In 2002, Brett partnered with Chicago's improvisational comedy theater, The Second City, to develop and produce comedy film and television projects. As head of The Second City Film & Television, Brett oversaw the company's numerous production deals with Sony Pictures Television, Comedy Central, Canada's CBC and Global Television Network. Also during this time, the company released its television series SCTV on DVD.

Following his tenure with The Second City Film & Television, Brett was recruited to be Head of Comedy for Network Live, a partnership of AOL, XM Satellite Radio and AEG. For Network Live, he produced and recorded over twenty-five hours of stand-up and sketch comedy, featuring such then-emerging talents as Zach Galifianakis, David Cross and The Upright Citizens Brigade.

In 2010, Brett founded Big Things, Inc., a digital media company focused on developing on-line brands and live events around passionate, niche communities. In 2011, Big Things launched MashPlant.com, the first website developed exclusively for middle school kids who wish to share their video, music, animation, writing, comedy and performance projects. MashPlant.com connects kids with experienced industry professionals, who help to provide insight and inspiration.

In 2019, Brett collaborated with composer-lyricist Michael Mahler, writing the book for the new musical, 'Miracle'. The show, about a struggling family of die-hard Cub fans, and the Cubs' 2016 world championship season, opened to rave reviews on May 17, 2019, at Chicago's Royal George Theater. For his contribution, his first as a writer of musical theater, Brett and Mahler won the 2019 Joseph Jefferson Award for Best New Musical.
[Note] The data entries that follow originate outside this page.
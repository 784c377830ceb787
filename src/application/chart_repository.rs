// Repository trait for chart data access
use crate::domain::catalog::Column;
use crate::domain::chart::{ChartRow, ChartShape};
use async_trait::async_trait;

/// A value bound through the driver's parameter mechanism
#[derive(Debug, Clone, PartialEq)]
pub enum SqlParam {
    Text(String),
    Number(f64),
}

/// A rendered statement: trusted SQL text plus the caller-supplied values
/// referenced from it as `$1`, `$2`, ...
#[derive(Debug, Clone, PartialEq)]
pub struct Statement {
    pub sql: String,
    pub params: Vec<SqlParam>,
    /// Row shape the template produces
    pub shape: ChartShape,
    /// Column behind `group_by_label`
    pub group_by: Column,
}

#[async_trait]
pub trait ChartRepository: Send + Sync {
    /// Execute one chart statement and return its rows
    async fn query_rows(&self, statement: &Statement) -> anyhow::Result<Vec<ChartRow>>;

    /// Distinct values of a column, sorted, for the options listing
    async fn distinct_values(&self, column: Column) -> anyhow::Result<Vec<String>>;
}
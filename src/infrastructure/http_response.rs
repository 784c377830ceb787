// HTTP response utilities for JSON+Brotli encoding
use async_compression::tokio::bufread::BrotliEncoder;
use axum::{
    body::Body,
    http::{header, HeaderMap, HeaderValue, Response, StatusCode},
};
use serde::Serialize;
use tokio::io::AsyncReadExt;

/// Whether the client accepts Brotli-encoded bodies
pub fn accepts_brotli(headers: &HeaderMap) -> bool {
    headers
        .get(header::ACCEPT_ENCODING)
        .and_then(|v| v.to_str().ok())
        .map(|s| s.contains("br"))
        .unwrap_or(false)
}

async fn brotli(bytes: &[u8]) -> std::io::Result<Vec<u8>> {
    let mut encoder = BrotliEncoder::new(bytes);
    let mut compressed = Vec::new();
    encoder.read_to_end(&mut compressed).await?;
    Ok(compressed)
}

/// Serialize a value to JSON with optional Brotli compression
pub async fn json_response<T: Serialize>(
    data: &T,
    status: StatusCode,
    compress: bool,
) -> Result<Response<Body>, StatusCode> {
    let json_bytes = serde_json::to_vec(data).map_err(|e| {
        tracing::error!("JSON serialization error: {}", e);
        StatusCode::INTERNAL_SERVER_ERROR
    })?;

    let (body_bytes, content_encoding) = if compress {
        let compressed = brotli(&json_bytes).await.map_err(|e| {
            tracing::error!("Brotli compression error: {}", e);
            StatusCode::INTERNAL_SERVER_ERROR
        })?;
        tracing::debug!(
            "Compressed: {} → {} bytes",
            json_bytes.len(),
            compressed.len()
        );
        (compressed, Some("br"))
    } else {
        (json_bytes, None)
    };

    let mut response_builder = Response::builder()
        .status(status)
        .header(header::CONTENT_TYPE, "application/json")
        .header(header::CONTENT_LENGTH, HeaderValue::from(body_bytes.len()));

    if let Some(encoding) = content_encoding {
        response_builder = response_builder.header(header::CONTENT_ENCODING, encoding);
    }

    response_builder.body(Body::from(body_bytes)).map_err(|e| {
        tracing::error!("Response build error: {}", e);
        StatusCode::INTERNAL_SERVER_ERROR
    })
}
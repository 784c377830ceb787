// Options service - Use case for listing selectable chart options
use crate::application::chart_repository::ChartRepository;
use crate::domain::catalog::Column;
use crate::domain::options::{ChartOptions, ColumnOption};
use std::sync::Arc;

#[derive(Clone)]
pub struct OptionsService {
    repository: Arc<dyn ChartRepository>,
}

impl OptionsService {
    pub fn new(repository: Arc<dyn ChartRepository>) -> Self {
        Self { repository }
    }

    /// Catalog enumerations, with distinct values for categorical columns.
    /// A column whose values cannot be read is listed without them.
    pub async fn chart_options(&self) -> ChartOptions {
        let mut columns = Vec::with_capacity(Column::ALL.len());

        for column in Column::ALL {
            let values = if column.is_categorical() {
                match self.repository.distinct_values(column).await {
                    Ok(values) => Some(values),
                    Err(e) => {
                        tracing::warn!("Error fetching values for column {}: {}", column, e);
                        None
                    }
                }
            } else {
                None
            };
            columns.push(ColumnOption::from_column(column, values));
        }

        ChartOptions::new(columns)
    }
}
// Infrastructure layer - External dependencies and adapters
pub mod config;
pub mod http_response;
pub mod mock_repository;
pub mod postgres_repository;
pub mod templates;
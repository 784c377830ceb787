// Presentation layer - HTTP routing, handlers and error mapping
pub mod app_state;
pub mod error;
pub mod handlers;
pub mod router;
// HTTP request handlers
use crate::application::query_renderer::ChartError;
use crate::domain::chart::{ChartConfig, ChartRequest};
use crate::infrastructure::http_response::{accepts_brotli, json_response};
use crate::presentation::app_state::AppState;
use crate::presentation::error::ApiError;
use axum::{
    extract::{rejection::JsonRejection, State},
    http::{HeaderMap, StatusCode},
    response::{IntoResponse, Response},
    Json,
};
use serde::Serialize;
use std::sync::Arc;

async fn respond<T: Serialize>(data: &T, headers: &HeaderMap) -> Response {
    match json_response(data, StatusCode::OK, accepts_brotli(headers)).await {
        Ok(response) => response,
        Err(status) => status.into_response(),
    }
}

/// Health check endpoint
pub async fn health_check() -> &'static str {
    "ok"
}

/// Chart for the default configuration
pub async fn default_chart_data(
    headers: HeaderMap,
    State(state): State<Arc<AppState>>,
) -> Result<Response, ApiError> {
    let config = ChartConfig::default();
    tracing::info!("Serving default chart configuration: {:?}", config);

    let data = state.chart_service.chart_data(&config).await?;
    Ok(respond(&data, &headers).await)
}

/// Chart for a caller-supplied configuration
pub async fn chart_data(
    headers: HeaderMap,
    State(state): State<Arc<AppState>>,
    payload: Result<Json<ChartRequest>, JsonRejection>,
) -> Result<Response, ApiError> {
    let Json(request) = payload?;
    tracing::info!("Chart configuration: {:?}", request);

    let config = request.validate().map_err(ChartError::from)?;
    let data = state.chart_service.chart_data(&config).await?;
    Ok(respond(&data, &headers).await)
}

/// Selectable columns, chart types, operators and aggregation methods
pub async fn chart_options(
    headers: HeaderMap,
    State(state): State<Arc<AppState>>,
) -> Response {
    tracing::info!("Fetching chart options");
    let options = state.options_service.chart_options().await;
    respond(&options, &headers).await
}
In 2020, Brett produced “Sweet Home Chicago”, a music video to raise funds for Chicago's performing artists and venues, sidelined by the pandemic. The music video, featuring dozens of Chicago celebrities including Julia Louis Dreyfus, Keegan Michael Key, Jim Belushi, Twista, Ramsey Lewis and Jim Peterik, raised more than $100,000 and won two, regional Emmy Awards.